Evaluation of in vivo cardiotoxicity and efficacy of doxorubicin loading on the magnetic nanoparticles conjugated with a smart polymer containing folic acid in rat model of breast cancer

Abstract

Introduction: Doxorubicin (DOX) is an effective chemotherapy drug used to treat many malignancies, including breast cancer. However, its clinical application is severely limited by cardiotoxicity. This study investigated if using thermo/pH sensitive magnetic nanoparticles decorated with folate (folate-poly-MNPs) as tumor-targeted drug delivery systems (DDSs) could reduce the cardiotoxicity and increase cytotoxicity properties of DOX in a rat model of breast cancer.Objective: The novel folate conjugated Thermo/pH-responsive magnetic nanoparticles (folate-poly-MNPs) have been developed as a potential nanocarrier for improving site-specific drug delivery, tumor drug accumulation, and therapeutic effects while reducing the adverse effects of conventional drug delivery systems.Method: To evaluate the anticancer efficacy of the developed tumor-targeted drug delivery system, 40 female Sprague–Dawley rats (45–48 days-old) received a subcutaneous injection of DMBA (25 mg/kg) to induce breast tumors. After 8 weeks, when the tumor volume reached 1000m3, the breast cancer models received saline as control, DOX, DOX poly MNPs, and DOX folate-poly-MNPs at a dose of 2 mg/kg/48 h for 12 days. After evaluating the cardiac hemodynamic parameters of the studied groups, qPCR tests, western blot, TUNEL staining, and ki67 IHC staining were performed on the heart and tumor tissues.Results: DOX-folate-poly-MNPs group showed a significant increase in protein expression of BAX and C-caspase-3 with concomitant downregulation of Bcl-2 expression and ki67 proliferation index in tumor tissues. The cardiac health monitoring confirmed that the novel smart DDS improved ECG pattern, left ventricular function, blood pressure parameters, and heart weight index.

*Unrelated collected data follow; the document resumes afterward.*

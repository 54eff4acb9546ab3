//! Prefix-notation expression parsing (§4.2.1): turns `op(arg1,arg2)`
//! text, or a bare constant/variable/parameter token, into an
//! [`ExprId`] tree. Grounded on `XCSP3TreeNode.cc`'s hand-rolled
//! recursive-descent reader over the same prefix syntax, rewritten
//! here as a tokenise-then-parse pair instead of parsing character by
//! character, matching the teacher workspace's own lexer/parser split.

use xcsp3_diagnostic::{ParseError, Result};
use xcsp3_ir::{placeholder_index, ExprArena, ExprId, ExprKind, NameInterner};

#[derive(Debug, Clone, PartialEq, Eq)]
enum Token<'a> {
    Ident(&'a str),
    LParen,
    RParen,
    LBrace,
    RBrace,
    Comma,
}

fn tokenize(text: &str) -> Vec<Token<'_>> {
    let mut out = Vec::new();
    let bytes = text.as_bytes();
    let mut i = 0usize;
    while i < bytes.len() {
        match bytes[i] {
            b' ' | b'\t' | b'\n' | b'\r' => i += 1,
            b'(' => {
                out.push(Token::LParen);
                i += 1;
            }
            b')' => {
                out.push(Token::RParen);
                i += 1;
            }
            b'{' => {
                out.push(Token::LBrace);
                i += 1;
            }
            b'}' => {
                out.push(Token::RBrace);
                i += 1;
            }
            b',' => {
                out.push(Token::Comma);
                i += 1;
            }
            _ => {
                let start = i;
                while i < bytes.len() && !matches!(bytes[i], b' ' | b'\t' | b'\n' | b'\r' | b'(' | b')' | b'{' | b'}' | b',') {
                    i += 1;
                }
                out.push(Token::Ident(&text[start..i]));
            }
        }
    }
    out
}

struct Parser<'a, 'arena> {
    tokens: Vec<Token<'a>>,
    pos: usize,
    arena: &'arena mut ExprArena,
    names: &'arena mut NameInterner,
    source: &'a str,
}

/// Parses `text` as a prefix-notation expression, interning any
/// variable references against `names` and inserting nodes into
/// `arena`.
pub fn parse_expr(arena: &mut ExprArena, names: &mut NameInterner, text: &str) -> Result<ExprId> {
    let tokens = tokenize(text);
    let mut parser = Parser {
        tokens,
        pos: 0,
        arena,
        names,
        source: text,
    };
    let id = parser.parse_one()?;
    if parser.pos != parser.tokens.len() {
        return Err(syntax_error(text));
    }
    Ok(id)
}

fn syntax_error(fragment: &str) -> ParseError {
    ParseError::ExpressionSyntaxError {
        message: fragment.to_string(),
    }
}

impl<'a, 'arena> Parser<'a, 'arena> {
    fn peek(&self) -> Option<&Token<'a>> {
        self.tokens.get(self.pos)
    }

    fn bump(&mut self) -> Option<Token<'a>> {
        let tok = self.tokens.get(self.pos).cloned();
        self.pos += 1;
        tok
    }

    fn expect(&mut self, expected: &Token<'a>) -> Result<()> {
        match self.bump() {
            Some(tok) if &tok == expected => Ok(()),
            _ => Err(syntax_error(self.source)),
        }
    }

    fn parse_one(&mut self) -> Result<ExprId> {
        match self.bump() {
            Some(Token::LBrace) => self.parse_set_braces(),
            Some(Token::Ident(word)) => self.parse_after_ident(word),
            _ => Err(syntax_error(self.source)),
        }
    }

    fn parse_set_braces(&mut self) -> Result<ExprId> {
        let mut children = Vec::new();
        if self.peek() != Some(&Token::RBrace) {
            loop {
                children.push(self.parse_one()?);
                match self.peek() {
                    Some(Token::Comma) => {
                        self.bump();
                    }
                    _ => break,
                }
            }
        }
        self.expect(&Token::RBrace)?;
        let list = self.arena.push_list(&children);
        Ok(self.arena.insert(ExprKind::Set(list)))
    }

    fn parse_after_ident(&mut self, word: &str) -> Result<ExprId> {
        if self.peek() == Some(&Token::LParen) {
            self.bump();
            let mut args = Vec::new();
            if self.peek() != Some(&Token::RParen) {
                loop {
                    args.push(self.parse_one()?);
                    match self.peek() {
                        Some(Token::Comma) => {
                            self.bump();
                        }
                        _ => break,
                    }
                }
            }
            self.expect(&Token::RParen)?;
            return build_operator(self.arena, word, &args);
        }
        leaf(self.arena, self.names, word)
    }
}

fn leaf(arena: &mut ExprArena, names: &mut NameInterner, word: &str) -> Result<ExprId> {
    if let Some(index) = placeholder_index(word) {
        return Ok(arena.insert(ExprKind::Param(index)));
    }
    if let Ok(v) = word.parse::<i64>() {
        return Ok(arena.insert(ExprKind::Long(v)));
    }
    if let Some(dot) = word.find('.') {
        if let (Ok(integral), Ok(fraction)) = (word[..dot].parse::<i64>(), word[dot + 1..].parse::<i64>()) {
            return Ok(arena.insert(ExprKind::Decimal(integral, fraction)));
        }
    }
    Ok(arena.insert(ExprKind::Var(names.intern(word))))
}

macro_rules! unary {
    ($arena:expr, $args:expr, $variant:ident) => {{
        let [a] = require::<1>($args)?;
        Ok($arena.insert(ExprKind::$variant(a)))
    }};
}

macro_rules! binary {
    ($arena:expr, $args:expr, $variant:ident) => {{
        let [a, b] = require::<2>($args)?;
        Ok($arena.insert(ExprKind::$variant(a, b)))
    }};
}

fn require<const N: usize>(args: &[ExprId]) -> Result<[ExprId; N]> {
    <[ExprId; N]>::try_from(args).map_err(|_| ParseError::ExpressionSyntaxError {
        message: format!("expected {N} argument(s), found {}", args.len()),
    })
}

fn build_operator(arena: &mut ExprArena, op: &str, args: &[ExprId]) -> Result<ExprId> {
    match op {
        "neg" => unary!(arena, args, Neg),
        "abs" => unary!(arena, args, Abs),
        "sqr" => unary!(arena, args, Sqr),
        "not" => unary!(arena, args, Not),
        "sqrt" => unary!(arena, args, Sqrt),
        "exp" => unary!(arena, args, Exp),
        "ln" => unary!(arena, args, Ln),
        "sin" => unary!(arena, args, Sin),
        "cos" => unary!(arena, args, Cos),
        "tan" => unary!(arena, args, Tan),
        "asin" => unary!(arena, args, Asin),
        "acos" => unary!(arena, args, Acos),
        "atan" => unary!(arena, args, Atan),
        "sinh" => unary!(arena, args, Sinh),
        "cosh" => unary!(arena, args, Cosh),
        "tanh" => unary!(arena, args, Tanh),
        "card" => unary!(arena, args, Card),
        "hull" => unary!(arena, args, Hull),
        "convex" => unary!(arena, args, Convex),

        "lt" => binary!(arena, args, Lt),
        "le" => binary!(arena, args, Le),
        "ge" => binary!(arena, args, Ge),
        "gt" => binary!(arena, args, Gt),
        "sub" => binary!(arena, args, Sub),
        "div" => binary!(arena, args, Div),
        "mod" => binary!(arena, args, Mod),
        "pow" => binary!(arena, args, Pow),
        "dist" => binary!(arena, args, Dist),
        "fdiv" => binary!(arena, args, FDiv),
        "fmod" => binary!(arena, args, FMod),
        "nroot" => binary!(arena, args, NRoot),
        "log" => binary!(arena, args, Log),
        "imp" => binary!(arena, args, Imp),
        "in" => binary!(arena, args, In),
        "notin" => binary!(arena, args, NotIn),
        "subset" => binary!(arena, args, Subset),
        "subseq" => binary!(arena, args, Subseq),
        "supseq" => binary!(arena, args, Supseq),
        "supset" => binary!(arena, args, Supset),
        "diff" => binary!(arena, args, Diff),
        "sdiff" => binary!(arena, args, Sdiff),

        "if" | "ite" => {
            let [a, b, c] = require::<3>(args)?;
            Ok(arena.insert(ExprKind::If(a, b, c)))
        }

        "add" => Ok(arena.insert(ExprKind::Add(arena_list(arena, args)))),
        "mul" => Ok(arena.insert(ExprKind::Mul(arena_list(arena, args)))),
        "min" => Ok(arena.insert(ExprKind::Min(arena_list(arena, args)))),
        "max" => Ok(arena.insert(ExprKind::Max(arena_list(arena, args)))),
        "eq" => Ok(arena.insert(ExprKind::Eq(arena_list(arena, args)))),
        "ne" => Ok(arena.insert(ExprKind::Ne(arena_list(arena, args)))),
        "and" => Ok(arena.insert(ExprKind::And(arena_list(arena, args)))),
        "or" => Ok(arena.insert(ExprKind::Or(arena_list(arena, args)))),
        "xor" => Ok(arena.insert(ExprKind::Xor(arena_list(arena, args)))),
        "iff" => Ok(arena.insert(ExprKind::Iff(arena_list(arena, args)))),
        "set" => Ok(arena.insert(ExprKind::Set(arena_list(arena, args)))),
        "union" => Ok(arena.insert(ExprKind::Union(arena_list(arena, args)))),
        "inter" => Ok(arena.insert(ExprKind::Inter(arena_list(arena, args)))),
        "djoint" => Ok(arena.insert(ExprKind::Djoint(arena_list(arena, args)))),

        other => Err(ParseError::ExpressionSyntaxError {
            message: format!("unknown operator '{other}'"),
        }),
    }
}

fn arena_list(arena: &mut ExprArena, args: &[ExprId]) -> xcsp3_ir::ExprListId {
    arena.push_list(args)
}

#[cfg(test)]
mod tests {
    use super::*;

    #[test]
    fn parses_nested_arithmetic_expression() {
        let mut arena = ExprArena::new();
        let mut names = NameInterner::new();
        let id = parse_expr(&mut arena, &mut names, "eq(add(x,1),y)").unwrap();
        assert!(matches!(arena.get(id), ExprKind::Eq(_)));
    }

    #[test]
    fn parses_bare_variable_leaf() {
        let mut arena = ExprArena::new();
        let mut names = NameInterner::new();
        let id = parse_expr(&mut arena, &mut names, "x").unwrap();
        assert_eq!(arena.get(id), ExprKind::Var(names.intern("x")));
    }

    #[test]
    fn parses_parameter_placeholder() {
        let mut arena = ExprArena::new();
        let mut names = NameInterner::new();
        let id = parse_expr(&mut arena, &mut names, "%2").unwrap();
        assert_eq!(arena.get(id), ExprKind::Param(2));
    }

    #[test]
    fn rejects_wrong_arity() {
        let mut arena = ExprArena::new();
        let mut names = NameInterner::new();
        assert!(parse_expr(&mut arena, &mut names, "not(x,y)").is_err());
    }
}
//! Arena-indexed intermediate representation for XCSP3 instances.
//!
//! An XCSP3 instance is, from this crate's point of view, flat
//! collections: interned names, interned domains, declared
//! variables/arrays referencing both, one shared expression arena, and
//! the constraints/objectives that reference into it. No node here
//! owns a pointer to another — everything is an index into
//! `Instance`'s tables, so the whole tree can be dropped in one
//! deallocation and trivially walked without worrying about aliasing.

pub mod arena;
pub mod constraint;
pub mod domain;
pub mod expr;
pub mod group;
pub mod name;
pub mod variable;

pub use arena::{ExprArena, ExprId, ExprListId};
pub use constraint::{
    Condition, Constraint, ConstraintKind, Objective, ObjectiveGoal, ObjectiveKind, Operand,
    OrderType, Rank, Transition, TupleValue,
};
pub use domain::{DomainEntity, DomainId, DomainInterner, IntegerDomain};
pub use expr::{ExprKind, STAR};
pub use group::{placeholder_index, GroupTemplate, SlideMode, SlideTemplate};
pub use name::{Name, NameInterner};
pub use variable::{Variable, VariableArray};

/// What kind of instance this is: a satisfaction problem or an
/// optimisation problem with declared objectives.
#[derive(Debug, Clone, Copy, PartialEq, Eq)]
pub enum InstanceType {
    Csp,
    Cop,
}

/// The fully parsed and unfolded contents of one XCSP3 document.
#[derive(Debug)]
pub struct Instance {
    pub kind: InstanceType,
    pub names: NameInterner,
    pub domains: DomainInterner,
    pub exprs: ExprArena,
    pub variables: Vec<Variable>,
    pub arrays: Vec<VariableArray>,
    pub constraints: Vec<Constraint>,
    pub objectives: Vec<Objective>,
}

impl Instance {
    #[must_use]
    pub fn new(kind: InstanceType) -> Self {
        Self {
            kind,
            names: NameInterner::new(),
            domains: DomainInterner::new(),
            exprs: ExprArena::new(),
            variables: Vec::new(),
            arrays: Vec::new(),
            constraints: Vec::new(),
            objectives: Vec::new(),
        }
    }
}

Moreover, it could decrease myocardial cell death by decreasing the protein levels of BAX, C-PARP1, and C-caspase-3 compared to free DOX.Conclusion:DOX-folate-poly-MNPs may prove to be a promising smart nanomedicine for effective DOX drug delivery by increasing drug uptake at the tumor site, reducing cardiotoxicity and improving survival in breast cancer models.